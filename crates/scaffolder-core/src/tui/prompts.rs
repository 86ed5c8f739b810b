//! Charm-style CLI prompts using cliclack

use crate::config::preset::load_preset;
use crate::config::{Database, ProjectConfig, RawAnswers, Variant, DEFAULT_PROJECT_NAME};
use crate::project::{materialize, preview, GenerationReport, LocalStorage};
use crate::{runtime, summary};
use anyhow::{Context, Result};
use colored::Colorize;
use std::path::PathBuf;

/// CLI arguments for the create command
#[derive(Debug, Clone, Default)]
pub struct CreateArgs {
    /// Answers given as command-line flags; these override the preset
    pub answers: RawAnswers,

    /// YAML preset file with default answers
    pub preset: Option<PathBuf>,

    /// Directory to create the project in (defaults to the current directory)
    pub directory: Option<PathBuf>,

    /// Print the files that would be generated without writing them
    pub dry_run: bool,

    /// Accept defaults instead of prompting (non-interactive mode)
    pub yes: bool,
}

/// Run the CLI, prompting for any choice the arguments leave open
pub fn run(args: CreateArgs) -> Result<()> {
    cliclack::intro("create-backend")?;

    // Step 1: Merge command-line answers over the preset
    let preset = match &args.preset {
        Some(path) => {
            let answers = load_preset(path)?;
            cliclack::log::info(format!("Using preset {}", path.display()))?;
            answers
        }
        None => RawAnswers::default(),
    };
    let answers = args.answers.clone().or(preset);

    // Step 2: Without a project name, ask for every choice
    let answers = if answers.name.is_some() {
        answers
    } else if args.yes {
        answers.or(RawAnswers::defaults())
    } else if console::user_attended() {
        prompt_answers(answers).context("prompt cancelled")?
    } else {
        anyhow::bail!("No project name given. Pass a name or --yes when not running in a terminal.");
    };

    // Step 3: Validate
    let config = ProjectConfig::normalize(answers)?;
    cliclack::log::info(describe(&config))?;

    let invocation_root = select_directory(&args)?;

    if args.dry_run {
        let report = preview(&config, &invocation_root, &LocalStorage)?;
        print_plan(&report);
        cliclack::outro("Dry run: nothing was written")?;
        return Ok(());
    }

    // Step 4: Generate
    let spinner = cliclack::spinner();
    spinner.start("Creating project...");
    let report = match materialize(&config, &invocation_root, &LocalStorage) {
        Ok(report) => report,
        Err(e) => {
            spinner.stop("Project creation failed");
            return Err(e.into());
        }
    };
    spinner.stop(format!(
        "Created {} files in {}",
        report.artifacts.len(),
        report.root.display()
    ));

    // Step 5: Toolchain advisories never fail the run
    for warning in runtime::check_toolchain() {
        cliclack::log::warning(warning)?;
    }

    // Step 6: Show next steps
    print_next_steps(&config, &report)?;

    Ok(())
}

fn prompt_answers(initial: RawAnswers) -> Result<RawAnswers> {
    let name: String = cliclack::input("Enter the project name:")
        .placeholder(DEFAULT_PROJECT_NAME)
        .default_input(DEFAULT_PROJECT_NAME)
        .interact()?;

    let variant: Variant = cliclack::select("Choose language:")
        .item(Variant::Typed, Variant::Typed.display_name(), "")
        .item(Variant::Untyped, Variant::Untyped.display_name(), "")
        .initial_value(
            initial
                .variant
                .as_deref()
                .and_then(Variant::parse)
                .unwrap_or_default(),
        )
        .interact()?;

    let database: Database = cliclack::select("Database:")
        .item(Database::None, Database::None.display_name(), "")
        .item(
            Database::DocumentStore,
            Database::DocumentStore.display_name(),
            "mongoose + express-mongo-sanitize",
        )
        .initial_value(
            initial
                .database
                .as_deref()
                .and_then(Database::parse)
                .unwrap_or_default(),
        )
        .interact()?;

    let media_cloud: bool = cliclack::confirm("Add Cloudinary connection?")
        .initial_value(initial.media_cloud.unwrap_or(false))
        .interact()?;

    Ok(RawAnswers {
        name: Some(name),
        variant: Some(variant.extension().to_string()),
        database: Some(database.key().to_string()),
        media_cloud: Some(media_cloud),
    })
}

fn describe(config: &ProjectConfig) -> String {
    format!(
        "Project: {} ({}, database: {}, Cloudinary: {})",
        config.name(),
        config.variant(),
        config.database(),
        if config.media_cloud() { "yes" } else { "no" }
    )
}

fn select_directory(args: &CreateArgs) -> Result<PathBuf> {
    let current_dir = std::env::current_dir().context("cannot read the current directory")?;

    let path = match &args.directory {
        Some(dir) if dir.is_absolute() => dir.clone(),
        Some(dir) => current_dir.join(dir),
        None => current_dir,
    };

    if !path.is_dir() {
        anyhow::bail!("Directory does not exist: {}", path.display());
    }

    Ok(path)
}

fn print_plan(report: &GenerationReport) {
    println!();
    println!("  {} {}", "Would create".cyan().bold(), report.root.display());
    for dir in &report.directories {
        println!("  {} {}/", "dir ".dimmed(), dir.display());
    }
    for path in report.file_paths() {
        println!("  {} {}", "file".green(), path.display());
    }
    println!();
}

fn print_next_steps(config: &ProjectConfig, report: &GenerationReport) -> Result<()> {
    let current = std::env::current_dir().ok();
    let steps = summary::next_steps(&report.root, current.as_deref());

    println!();
    println!("  Next steps");
    println!();

    for (i, step) in steps.iter().enumerate() {
        println!("  {}.  {}", i + 1, step.cyan());
    }

    println!();
    println!("  {} {}", "Tip:".yellow(), summary::module_tip(config.variant()));

    cliclack::outro("Happy coding!")?;

    Ok(())
}
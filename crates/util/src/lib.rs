//! Configuration and logging helpers shared by the txpanel crates.

pub mod config;
pub mod logging;

pub use config::{CONFIG_FILE_NAME, CONFIG_PATH_ENV, ConfigError, UiConfig, default_config_path, load_config, load_config_from_path, save_config_to_path};
pub use logging::init_tracing;
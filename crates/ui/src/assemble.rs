//! Assemble trees from layout documents.

use std::path::Path;

use anyhow::{Context, Result};
use txpanel_engine::BuilderRegistry;
use txpanel_types::{NodeId, NodeSpec, load_layout_from_file};

use crate::error::UiError;
use crate::tree::Tree;

impl Tree {
    /// Construct the nodes described by `spec`, children before their panel,
    /// and return the root. Each function takes the builder registered for
    /// its method name.
    pub fn assemble(&self, spec: &NodeSpec, builders: &BuilderRegistry) -> Result<NodeId, UiError> {
        match spec {
            NodeSpec::Banner => Ok(self.banner()),
            NodeSpec::Label { text } => Ok(self.label(text.as_str())),
            NodeSpec::Panel {
                name,
                top_level,
                children,
            } => {
                let children = children
                    .iter()
                    .map(|child| self.assemble(child, builders))
                    .collect::<Result<Vec<_>, _>>()?;
                self.panel(name.as_str(), *top_level, children)
            }
            NodeSpec::Button(button) => Ok(self.button(button.name.as_str(), button.enabled)),
            NodeSpec::CheckBox { label } => Ok(self.checkbox(label.as_str())),
            NodeSpec::Input(input) => Ok(self.input(input.clone())),
            NodeSpec::Function(function) => {
                let builder = builders
                    .resolve(&function.method_name)
                    .ok_or_else(|| UiError::MissingBuilder(function.method_name.clone()))?;
                self.function(function, builder)
            }
        }
    }

    /// Load a YAML or JSON layout from `path` and assemble it.
    pub fn assemble_from_file(&self, path: impl AsRef<Path>, builders: &BuilderRegistry) -> Result<NodeId> {
        let path = path.as_ref();
        let spec = load_layout_from_file(path)?;
        self.assemble(&spec, builders)
            .with_context(|| format!("Failed to assemble layout: {}", path.display()))
    }
}
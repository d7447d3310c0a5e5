//! Declarative node specifications used to assemble a tree.
//!
//! A layout is a nested [`NodeSpec`] document, authored in YAML or JSON. The
//! order of `children` and `args` is significant: it is render order, and for
//! function arguments it is also the order in which argument values are
//! collected for a build pass.

use std::{fs, path::Path};

use anyhow::{Context, Result};
use serde::{Deserialize, Serialize};

/// Classification of an input that selects its validation on change.
#[derive(Debug, Clone, Copy, PartialEq, Eq, Hash, Default, Serialize, Deserialize)]
#[serde(rename_all = "lowercase")]
pub enum ArgType {
    /// Any account address.
    Address,
    /// The sending account; an empty value falls back to the default account.
    AddressFrom,
    /// A contract address.
    Contract,
    /// An ERC-721 token contract address.
    Erc721,
    /// An amount denominated in ether.
    Ether,
    /// An amount denominated in gwei.
    Gwei,
    /// A function signature.
    Function,
    /// No validation.
    #[default]
    #[serde(alias = "text")]
    Untyped,
}

impl ArgType {
    pub fn as_str(self) -> &'static str {
        match self {
            ArgType::Address => "address",
            ArgType::AddressFrom => "addressfrom",
            ArgType::Contract => "contract",
            ArgType::Erc721 => "erc721",
            ArgType::Ether => "ether",
            ArgType::Gwei => "gwei",
            ArgType::Function => "function",
            ArgType::Untyped => "untyped",
        }
    }
}

/// Kind hint passed to account/contract lookups.
#[derive(Debug, Clone, Copy, PartialEq, Eq, Hash, Default, Serialize, Deserialize)]
#[serde(rename_all = "lowercase")]
pub enum LookupKind {
    #[default]
    Unspecified,
    Person,
    Contract,
    Erc721,
}

/// Currency denominations understood by currency validation.
#[derive(Debug, Clone, Copy, PartialEq, Eq, Hash, Serialize, Deserialize)]
#[serde(rename_all = "lowercase")]
pub enum Denomination {
    Ether,
    Gwei,
}

impl Denomination {
    /// Number of decimal places between this denomination and wei.
    pub fn decimals(self) -> u32 {
        match self {
            Denomination::Ether => 18,
            Denomination::Gwei => 9,
        }
    }

    pub fn as_str(self) -> &'static str {
        match self {
            Denomination::Ether => "ether",
            Denomination::Gwei => "gwei",
        }
    }
}

/// One node of a layout document.
#[derive(Debug, Clone, PartialEq, Serialize, Deserialize)]
#[serde(tag = "node", rename_all = "snake_case")]
pub enum NodeSpec {
    /// Text-only status strip.
    Banner,
    /// Grouped label with an info region.
    Label { text: String },
    /// Container rendering its children in order.
    Panel {
        #[serde(default)]
        name: String,
        #[serde(default)]
        top_level: bool,
        #[serde(default)]
        children: Vec<NodeSpec>,
    },
    Button(ButtonSpec),
    #[serde(rename = "checkbox")]
    CheckBox { label: String },
    /// Standalone input outside a function.
    Input(InputSpec),
    /// Transaction workflow: trigger button plus one input per argument.
    Function(FunctionSpec),
}

#[derive(Debug, Clone, PartialEq, Eq, Serialize, Deserialize)]
pub struct ButtonSpec {
    pub name: String,
    #[serde(default = "default_enabled")]
    pub enabled: bool,
}

/// Declares a single argument input.
#[derive(Debug, Clone, PartialEq, Eq, Serialize, Deserialize)]
pub struct InputSpec {
    /// Argument name used as the key in collected argument values.
    pub name: String,
    #[serde(default)]
    pub placeholder: String,
    #[serde(default)]
    pub label: Option<String>,
    /// Render with its own label group instead of inline.
    #[serde(default)]
    pub standalone: bool,
    #[serde(default, rename = "type")]
    pub arg_type: ArgType,
    /// Accept a leading negation marker in function signatures.
    #[serde(default)]
    pub allow_negate: bool,
}

impl InputSpec {
    pub fn new(name: impl Into<String>, arg_type: ArgType) -> Self {
        Self {
            name: name.into(),
            placeholder: String::new(),
            label: None,
            standalone: false,
            arg_type,
            allow_negate: false,
        }
    }
}

/// Declares a transaction workflow.
#[derive(Debug, Clone, PartialEq, Eq, Serialize, Deserialize)]
pub struct FunctionSpec {
    pub method_name: String,
    /// Transaction kind forwarded to the submitter.
    #[serde(default, rename = "type")]
    pub kind: String,
    /// Initial state of the trigger button.
    #[serde(default)]
    pub enabled: bool,
    #[serde(default)]
    pub args: Vec<InputSpec>,
}

fn default_enabled() -> bool {
    true
}

/// Parse a layout document. YAML is a superset of JSON, so both are accepted.
pub fn parse_layout(content: &str) -> Result<NodeSpec> {
    serde_yaml::from_str(content).context("Failed to parse layout document")
}

/// Read and parse a layout document from disk.
pub fn load_layout_from_file(path: impl AsRef<Path>) -> Result<NodeSpec> {
    let path = path.as_ref();
    let content = fs::read_to_string(path).with_context(|| format!("Failed to read layout file: {}", path.display()))?;
    parse_layout(&content).with_context(|| format!("Invalid layout file: {}", path.display()))
}
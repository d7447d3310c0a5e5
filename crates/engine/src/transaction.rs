//! Transaction build and submission contracts.
//!
//! A workflow node owns one [`TransactionBuilder`] that turns the current
//! argument values into a [`Transaction`]; a single shared
//! [`TransactionSubmitter`] sends built transactions.

use std::sync::Arc;

use async_trait::async_trait;
use indexmap::IndexMap;
use serde_json::{Map, Value};
use tracing::debug;
use txpanel_types::{ArgValues, Transaction};

use crate::{BuildError, SubmitError};

/// Turns collected argument values into a submittable transaction.
#[async_trait]
pub trait TransactionBuilder: Send + Sync {
    async fn build_transaction(&self, args: &ArgValues) -> Result<Transaction, BuildError>;
}

/// Sends a built transaction.
#[async_trait]
pub trait TransactionSubmitter: Send + Sync {
    /// Submit `transaction` as `kind` and return the receipt.
    async fn submit(&self, transaction: &Transaction, kind: &str) -> Result<Value, SubmitError>;
}

/// Builder whose transaction payload is the argument map itself.
#[derive(Debug, Default, Clone, Copy)]
pub struct EchoBuilder;

#[async_trait]
impl TransactionBuilder for EchoBuilder {
    async fn build_transaction(&self, args: &ArgValues) -> Result<Transaction, BuildError> {
        let payload: Map<String, Value> = args
            .iter()
            .map(|(name, value)| (name.clone(), Value::String(value.clone())))
            .collect();
        Ok(Transaction::new(Value::Object(payload)))
    }
}

/// Adapts a synchronous closure into a [`TransactionBuilder`].
pub struct BuildFn<F>(pub F);

#[async_trait]
impl<F> TransactionBuilder for BuildFn<F>
where
    F: Fn(&ArgValues) -> Result<Transaction, BuildError> + Send + Sync,
{
    async fn build_transaction(&self, args: &ArgValues) -> Result<Transaction, BuildError> {
        (self.0)(args)
    }
}

/// Submitter that accepts everything and echoes the request back.
#[derive(Debug, Default, Clone, Copy)]
pub struct NoopSubmitter;

#[async_trait]
impl TransactionSubmitter for NoopSubmitter {
    async fn submit(&self, transaction: &Transaction, kind: &str) -> Result<Value, SubmitError> {
        debug!(kind = %kind, "noop submitter accepting transaction");
        let mut receipt = Map::new();
        receipt.insert("kind".into(), Value::String(kind.to_string()));
        receipt.insert("transaction".into(), transaction.payload.clone());
        Ok(Value::Object(receipt))
    }
}

/// Transaction builders keyed by function method name.
#[derive(Clone, Default)]
pub struct BuilderRegistry {
    builders: IndexMap<String, Arc<dyn TransactionBuilder>>,
    fallback: Option<Arc<dyn TransactionBuilder>>,
}

impl BuilderRegistry {
    pub fn new() -> Self {
        Self::default()
    }

    pub fn with_builder(mut self, method_name: impl Into<String>, builder: Arc<dyn TransactionBuilder>) -> Self {
        self.builders.insert(method_name.into(), builder);
        self
    }

    /// Builder used for methods without a dedicated entry.
    pub fn with_fallback(mut self, builder: Arc<dyn TransactionBuilder>) -> Self {
        self.fallback = Some(builder);
        self
    }

    pub fn resolve(&self, method_name: &str) -> Option<Arc<dyn TransactionBuilder>> {
        self.builders.get(method_name).or(self.fallback.as_ref()).cloned()
    }
}

impl std::fmt::Debug for BuilderRegistry {
    fn fmt(&self, f: &mut std::fmt::Formatter<'_>) -> std::fmt::Result {
        f.debug_struct("BuilderRegistry")
            .field("methods", &self.builders.keys().collect::<Vec<_>>())
            .field("has_fallback", &self.fallback.is_some())
            .finish()
    }
}
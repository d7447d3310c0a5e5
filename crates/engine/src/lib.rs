//! # Txpanel Engine
//!
//! Contracts for the services a node tree consumes but does not implement:
//! account/contract lookup, currency validation, function-signature parsing,
//! transaction building and transaction submission. Each contract ships with a
//! small in-memory implementation so trees can run headless.
//!
//! ## Modules
//!
//! - **`directory`**: account and contract metadata lookup
//! - **`validation`**: currency and function-signature validation
//! - **`transaction`**: build/submit contracts and the per-method builder registry
//! - **`error`**: the validation/build/submit failure taxonomy

mod directory;
mod error;
mod transaction;
mod validation;

use std::sync::Arc;

pub use directory::{AccountDirectory, DirectoryEntry, NullDirectory, StaticDirectory};
pub use error::{BuildError, SubmitError, ValidationError};
pub use transaction::{BuildFn, BuilderRegistry, EchoBuilder, NoopSubmitter, TransactionBuilder, TransactionSubmitter};
pub use validation::{CurrencyValidator, DecimalCurrencyValidator, FunctionParser, SignatureParser};

/// The shared collaborators a tree calls into.
#[derive(Clone)]
pub struct Services {
    pub accounts: Arc<dyn AccountDirectory>,
    pub currency: Arc<dyn CurrencyValidator>,
    pub functions: Arc<dyn FunctionParser>,
    pub submitter: Arc<dyn TransactionSubmitter>,
}

impl Services {
    pub fn with_accounts(mut self, accounts: Arc<dyn AccountDirectory>) -> Self {
        self.accounts = accounts;
        self
    }

    pub fn with_currency(mut self, currency: Arc<dyn CurrencyValidator>) -> Self {
        self.currency = currency;
        self
    }

    pub fn with_functions(mut self, functions: Arc<dyn FunctionParser>) -> Self {
        self.functions = functions;
        self
    }

    pub fn with_submitter(mut self, submitter: Arc<dyn TransactionSubmitter>) -> Self {
        self.submitter = submitter;
        self
    }
}

impl Default for Services {
    fn default() -> Self {
        Self {
            accounts: Arc::new(NullDirectory),
            currency: Arc::new(DecimalCurrencyValidator),
            functions: Arc::new(SignatureParser),
            submitter: Arc::new(NoopSubmitter),
        }
    }
}

impl std::fmt::Debug for Services {
    fn fmt(&self, f: &mut std::fmt::Formatter<'_>) -> std::fmt::Result {
        f.debug_struct("Services").finish_non_exhaustive()
    }
}
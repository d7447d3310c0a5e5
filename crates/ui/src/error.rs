//! Tree usage and workflow errors.

use thiserror::Error;
use txpanel_engine::{BuildError, SubmitError};
use txpanel_types::{ElementId, NodeId};

/// Misuse of the tree API: unknown ids, wrong node kinds, or lifecycle
/// steps taken out of order.
#[derive(Debug, Clone, PartialEq, Eq, Error)]
pub enum UiError {
    #[error("unknown node {0}")]
    UnknownNode(NodeId),
    #[error("unknown element {0}")]
    UnknownElement(ElementId),
    #[error("node {node} is not {expected}")]
    WrongKind { node: NodeId, expected: &'static str },
    #[error("node {0} already has a parent")]
    AlreadyParented(NodeId),
    #[error("node {0} cannot be appended to itself")]
    SelfAppend(NodeId),
    #[error("duplicate argument '{0}'")]
    DuplicateArgument(String),
    #[error("node {node} has no argument named '{name}'")]
    UnknownArgument { node: NodeId, name: String },
    #[error("no transaction builder registered for '{0}'")]
    MissingBuilder(String),
    #[error("tree structure is fixed once rendered")]
    Sealed,
    #[error("tree has already been rendered")]
    AlreadyRendered,
    #[error("tree has not been rendered")]
    NotRendered,
    #[error("tree has already been attached")]
    AlreadyAttached,
    #[error("node {0} is not attached")]
    NotAttached(NodeId),
    #[error("element {0} was not realized by the surface")]
    NotRealized(ElementId),
}

/// Failure of a build or submit pass.
///
/// `Display` of the build and submit variants is the bare failure detail,
/// which is what the workflow writes to its status message.
#[derive(Debug, Clone, PartialEq, Eq, Error)]
pub enum WorkflowError {
    #[error(transparent)]
    Build(#[from] BuildError),
    #[error(transparent)]
    Submit(#[from] SubmitError),
    #[error("a submission is already in flight")]
    Busy,
    #[error(transparent)]
    Ui(#[from] UiError),
}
--------------------------------
▸ What is needed:
Copy out every line from the material above where the string "that" turns up.

▸ Result:
    /// Print the files that would be generated without writing them
/// Classification of an input that selects its validation on change.
//! A workflow node owns one [`TransactionBuilder`] that turns the current
/// Submitter that accepts everything and echoes the request back.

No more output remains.